(Supplied data Opens)

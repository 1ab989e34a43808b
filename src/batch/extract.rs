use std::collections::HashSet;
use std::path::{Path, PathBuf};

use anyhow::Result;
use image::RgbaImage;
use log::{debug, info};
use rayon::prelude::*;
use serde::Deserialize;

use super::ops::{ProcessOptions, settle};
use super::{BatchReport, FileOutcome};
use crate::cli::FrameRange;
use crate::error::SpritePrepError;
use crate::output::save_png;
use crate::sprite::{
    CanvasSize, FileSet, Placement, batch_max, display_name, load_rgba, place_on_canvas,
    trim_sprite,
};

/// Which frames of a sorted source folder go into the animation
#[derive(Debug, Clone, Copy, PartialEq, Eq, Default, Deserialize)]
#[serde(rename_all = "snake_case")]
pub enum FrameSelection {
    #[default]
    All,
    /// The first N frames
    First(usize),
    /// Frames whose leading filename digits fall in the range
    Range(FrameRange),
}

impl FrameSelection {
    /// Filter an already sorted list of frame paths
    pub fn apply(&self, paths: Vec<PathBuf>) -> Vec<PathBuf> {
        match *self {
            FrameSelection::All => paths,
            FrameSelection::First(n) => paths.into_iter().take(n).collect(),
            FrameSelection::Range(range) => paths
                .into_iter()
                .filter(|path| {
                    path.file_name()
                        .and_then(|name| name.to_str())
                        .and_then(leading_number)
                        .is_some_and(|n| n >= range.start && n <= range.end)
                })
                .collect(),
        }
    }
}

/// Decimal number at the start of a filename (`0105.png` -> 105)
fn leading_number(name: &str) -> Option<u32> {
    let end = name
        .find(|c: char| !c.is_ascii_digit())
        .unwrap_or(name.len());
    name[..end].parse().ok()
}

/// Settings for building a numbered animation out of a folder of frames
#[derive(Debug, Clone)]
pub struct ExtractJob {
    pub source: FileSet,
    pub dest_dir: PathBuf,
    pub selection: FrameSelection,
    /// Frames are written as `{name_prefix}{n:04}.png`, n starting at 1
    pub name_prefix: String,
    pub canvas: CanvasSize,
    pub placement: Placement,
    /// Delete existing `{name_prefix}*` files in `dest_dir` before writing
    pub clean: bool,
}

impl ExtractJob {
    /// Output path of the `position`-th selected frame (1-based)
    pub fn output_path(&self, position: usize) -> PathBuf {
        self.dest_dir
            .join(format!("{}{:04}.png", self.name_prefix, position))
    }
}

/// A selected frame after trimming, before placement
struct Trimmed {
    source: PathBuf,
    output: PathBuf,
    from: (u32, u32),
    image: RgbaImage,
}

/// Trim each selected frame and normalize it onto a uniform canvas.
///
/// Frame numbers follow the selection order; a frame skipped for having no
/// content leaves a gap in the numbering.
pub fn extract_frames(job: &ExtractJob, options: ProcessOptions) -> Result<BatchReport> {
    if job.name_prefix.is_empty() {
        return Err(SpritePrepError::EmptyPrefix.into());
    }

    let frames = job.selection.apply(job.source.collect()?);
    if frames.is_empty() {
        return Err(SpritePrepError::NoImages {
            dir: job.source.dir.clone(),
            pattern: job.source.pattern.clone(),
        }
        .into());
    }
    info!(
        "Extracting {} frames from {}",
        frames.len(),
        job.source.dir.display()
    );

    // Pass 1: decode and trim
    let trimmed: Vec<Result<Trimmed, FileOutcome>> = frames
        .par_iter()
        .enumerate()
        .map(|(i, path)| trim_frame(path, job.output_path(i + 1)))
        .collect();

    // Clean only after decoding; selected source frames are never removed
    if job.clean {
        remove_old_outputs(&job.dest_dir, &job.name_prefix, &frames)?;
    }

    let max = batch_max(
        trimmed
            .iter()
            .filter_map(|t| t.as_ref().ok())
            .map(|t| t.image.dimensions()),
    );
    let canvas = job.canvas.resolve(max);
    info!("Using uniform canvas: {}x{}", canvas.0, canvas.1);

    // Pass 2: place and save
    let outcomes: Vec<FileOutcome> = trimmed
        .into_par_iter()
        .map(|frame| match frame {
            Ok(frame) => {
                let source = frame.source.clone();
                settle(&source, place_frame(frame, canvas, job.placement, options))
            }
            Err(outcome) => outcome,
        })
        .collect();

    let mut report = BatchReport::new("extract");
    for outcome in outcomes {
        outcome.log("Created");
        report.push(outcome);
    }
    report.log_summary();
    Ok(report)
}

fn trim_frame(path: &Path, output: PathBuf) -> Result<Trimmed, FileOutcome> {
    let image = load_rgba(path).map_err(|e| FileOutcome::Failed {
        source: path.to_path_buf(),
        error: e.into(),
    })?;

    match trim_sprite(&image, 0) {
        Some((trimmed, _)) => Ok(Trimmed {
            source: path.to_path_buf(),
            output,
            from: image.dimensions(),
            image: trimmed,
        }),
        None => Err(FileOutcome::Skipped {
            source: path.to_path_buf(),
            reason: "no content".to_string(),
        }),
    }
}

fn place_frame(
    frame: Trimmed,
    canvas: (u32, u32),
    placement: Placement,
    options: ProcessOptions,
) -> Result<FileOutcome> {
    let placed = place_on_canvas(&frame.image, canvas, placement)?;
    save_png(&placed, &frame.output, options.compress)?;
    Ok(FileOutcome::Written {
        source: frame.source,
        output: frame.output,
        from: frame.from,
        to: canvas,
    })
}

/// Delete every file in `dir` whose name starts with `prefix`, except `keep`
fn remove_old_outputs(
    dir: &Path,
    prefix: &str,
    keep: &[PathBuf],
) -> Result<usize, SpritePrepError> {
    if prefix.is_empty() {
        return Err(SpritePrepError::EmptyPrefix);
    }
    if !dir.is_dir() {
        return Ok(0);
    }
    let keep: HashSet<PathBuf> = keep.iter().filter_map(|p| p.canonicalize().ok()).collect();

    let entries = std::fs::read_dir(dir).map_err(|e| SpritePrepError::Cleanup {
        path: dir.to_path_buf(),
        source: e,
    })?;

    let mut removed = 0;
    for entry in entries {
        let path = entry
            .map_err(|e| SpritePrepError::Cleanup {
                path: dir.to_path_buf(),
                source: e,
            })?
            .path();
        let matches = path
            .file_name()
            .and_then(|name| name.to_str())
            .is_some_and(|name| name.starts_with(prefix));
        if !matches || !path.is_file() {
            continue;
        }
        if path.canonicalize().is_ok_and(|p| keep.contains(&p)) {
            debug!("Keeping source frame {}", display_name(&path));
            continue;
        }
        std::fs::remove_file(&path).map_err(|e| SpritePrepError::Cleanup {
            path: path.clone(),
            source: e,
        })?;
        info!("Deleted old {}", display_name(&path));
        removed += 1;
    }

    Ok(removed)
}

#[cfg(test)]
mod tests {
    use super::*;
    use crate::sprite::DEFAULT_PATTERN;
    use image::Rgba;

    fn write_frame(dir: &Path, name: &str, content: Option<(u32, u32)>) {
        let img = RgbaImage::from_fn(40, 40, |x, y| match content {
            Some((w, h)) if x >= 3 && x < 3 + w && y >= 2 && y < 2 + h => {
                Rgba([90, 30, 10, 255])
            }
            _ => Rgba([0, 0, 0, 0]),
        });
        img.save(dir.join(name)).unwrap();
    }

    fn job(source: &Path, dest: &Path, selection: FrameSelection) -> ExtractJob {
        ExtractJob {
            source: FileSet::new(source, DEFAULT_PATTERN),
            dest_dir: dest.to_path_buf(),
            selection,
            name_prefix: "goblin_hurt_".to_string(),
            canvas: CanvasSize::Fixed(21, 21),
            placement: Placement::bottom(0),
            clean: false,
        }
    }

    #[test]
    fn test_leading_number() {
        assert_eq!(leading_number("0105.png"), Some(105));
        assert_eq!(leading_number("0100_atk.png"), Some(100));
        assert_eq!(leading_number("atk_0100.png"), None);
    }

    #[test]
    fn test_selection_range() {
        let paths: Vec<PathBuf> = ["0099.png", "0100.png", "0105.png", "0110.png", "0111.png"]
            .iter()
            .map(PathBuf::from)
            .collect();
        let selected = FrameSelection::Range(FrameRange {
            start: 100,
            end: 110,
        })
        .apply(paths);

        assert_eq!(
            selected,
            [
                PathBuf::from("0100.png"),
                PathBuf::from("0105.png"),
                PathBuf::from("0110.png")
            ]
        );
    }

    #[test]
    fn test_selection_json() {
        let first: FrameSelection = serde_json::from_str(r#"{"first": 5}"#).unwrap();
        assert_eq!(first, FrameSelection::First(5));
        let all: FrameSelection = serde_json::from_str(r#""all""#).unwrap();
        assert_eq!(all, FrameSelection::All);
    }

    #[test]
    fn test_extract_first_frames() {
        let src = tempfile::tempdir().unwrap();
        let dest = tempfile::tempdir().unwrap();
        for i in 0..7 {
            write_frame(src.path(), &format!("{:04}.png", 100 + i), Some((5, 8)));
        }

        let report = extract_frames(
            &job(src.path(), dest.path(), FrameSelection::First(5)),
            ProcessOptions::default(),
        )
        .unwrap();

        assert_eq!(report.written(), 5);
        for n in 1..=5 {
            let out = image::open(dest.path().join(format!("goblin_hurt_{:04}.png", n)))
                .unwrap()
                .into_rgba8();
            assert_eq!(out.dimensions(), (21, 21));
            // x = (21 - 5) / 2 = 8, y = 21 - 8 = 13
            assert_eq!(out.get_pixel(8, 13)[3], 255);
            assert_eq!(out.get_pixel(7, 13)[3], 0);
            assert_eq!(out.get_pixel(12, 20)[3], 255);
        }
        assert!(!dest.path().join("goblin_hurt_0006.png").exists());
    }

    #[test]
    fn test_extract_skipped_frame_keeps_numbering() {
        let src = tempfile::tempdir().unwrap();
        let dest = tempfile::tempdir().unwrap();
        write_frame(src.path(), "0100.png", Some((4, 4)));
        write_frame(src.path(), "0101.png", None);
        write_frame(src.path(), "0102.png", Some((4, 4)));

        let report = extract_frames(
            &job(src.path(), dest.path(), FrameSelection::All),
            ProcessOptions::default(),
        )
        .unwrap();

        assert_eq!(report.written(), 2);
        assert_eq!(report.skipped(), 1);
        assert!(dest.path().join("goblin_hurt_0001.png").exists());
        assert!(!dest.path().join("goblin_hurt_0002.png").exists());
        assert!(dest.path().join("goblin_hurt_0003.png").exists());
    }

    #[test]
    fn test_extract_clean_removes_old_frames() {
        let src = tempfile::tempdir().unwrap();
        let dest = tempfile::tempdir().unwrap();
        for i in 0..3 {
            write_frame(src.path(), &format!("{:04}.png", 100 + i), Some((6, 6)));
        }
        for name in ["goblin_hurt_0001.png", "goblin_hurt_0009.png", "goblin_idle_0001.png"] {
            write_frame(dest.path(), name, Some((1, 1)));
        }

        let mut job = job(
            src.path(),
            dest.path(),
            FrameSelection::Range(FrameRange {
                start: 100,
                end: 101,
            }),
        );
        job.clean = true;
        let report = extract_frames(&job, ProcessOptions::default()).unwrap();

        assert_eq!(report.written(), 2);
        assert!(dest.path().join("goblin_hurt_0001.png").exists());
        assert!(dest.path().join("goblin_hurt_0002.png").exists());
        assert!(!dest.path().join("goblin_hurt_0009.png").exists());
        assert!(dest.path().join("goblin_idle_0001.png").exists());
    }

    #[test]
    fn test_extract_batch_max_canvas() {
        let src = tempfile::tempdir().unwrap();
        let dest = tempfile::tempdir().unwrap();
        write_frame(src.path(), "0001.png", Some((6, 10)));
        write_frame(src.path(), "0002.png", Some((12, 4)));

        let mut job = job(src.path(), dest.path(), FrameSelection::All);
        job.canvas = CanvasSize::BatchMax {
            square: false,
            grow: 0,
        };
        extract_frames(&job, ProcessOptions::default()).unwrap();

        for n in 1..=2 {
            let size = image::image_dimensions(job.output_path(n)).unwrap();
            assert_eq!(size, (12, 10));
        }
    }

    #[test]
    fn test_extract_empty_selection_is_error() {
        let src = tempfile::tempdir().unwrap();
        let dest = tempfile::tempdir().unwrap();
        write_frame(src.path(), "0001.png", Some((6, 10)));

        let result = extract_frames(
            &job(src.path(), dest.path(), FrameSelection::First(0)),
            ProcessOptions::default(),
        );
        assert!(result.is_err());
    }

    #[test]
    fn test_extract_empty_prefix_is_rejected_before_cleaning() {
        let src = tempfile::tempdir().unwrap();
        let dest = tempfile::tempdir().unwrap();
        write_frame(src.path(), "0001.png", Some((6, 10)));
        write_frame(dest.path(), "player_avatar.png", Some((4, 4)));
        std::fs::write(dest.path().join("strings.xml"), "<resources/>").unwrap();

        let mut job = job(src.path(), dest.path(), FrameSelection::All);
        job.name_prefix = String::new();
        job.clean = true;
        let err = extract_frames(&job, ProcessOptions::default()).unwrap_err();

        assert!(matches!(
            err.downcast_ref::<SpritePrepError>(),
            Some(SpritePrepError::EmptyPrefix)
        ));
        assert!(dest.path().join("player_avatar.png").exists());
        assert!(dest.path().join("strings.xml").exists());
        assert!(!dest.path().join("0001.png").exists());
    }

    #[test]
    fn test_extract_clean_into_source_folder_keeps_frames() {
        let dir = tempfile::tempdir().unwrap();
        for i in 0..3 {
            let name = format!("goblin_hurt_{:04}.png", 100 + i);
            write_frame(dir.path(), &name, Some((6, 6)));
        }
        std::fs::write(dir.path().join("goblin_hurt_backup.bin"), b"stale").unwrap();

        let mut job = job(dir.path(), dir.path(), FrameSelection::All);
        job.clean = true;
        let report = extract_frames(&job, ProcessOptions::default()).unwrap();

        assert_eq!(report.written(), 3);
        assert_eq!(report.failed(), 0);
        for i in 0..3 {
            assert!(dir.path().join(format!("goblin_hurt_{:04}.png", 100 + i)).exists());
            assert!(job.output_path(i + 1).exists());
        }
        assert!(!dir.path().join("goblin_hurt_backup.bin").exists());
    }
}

(Supplied data Closes)

Exercise goal ::
Lines holding the word "return" are the answer; copy every one from the records above.

Written answer ::
        return Err(SpritePrepError::EmptyPrefix.into());
        return Err(SpritePrepError::NoImages {
        return Err(SpritePrepError::EmptyPrefix);
        return Ok(0);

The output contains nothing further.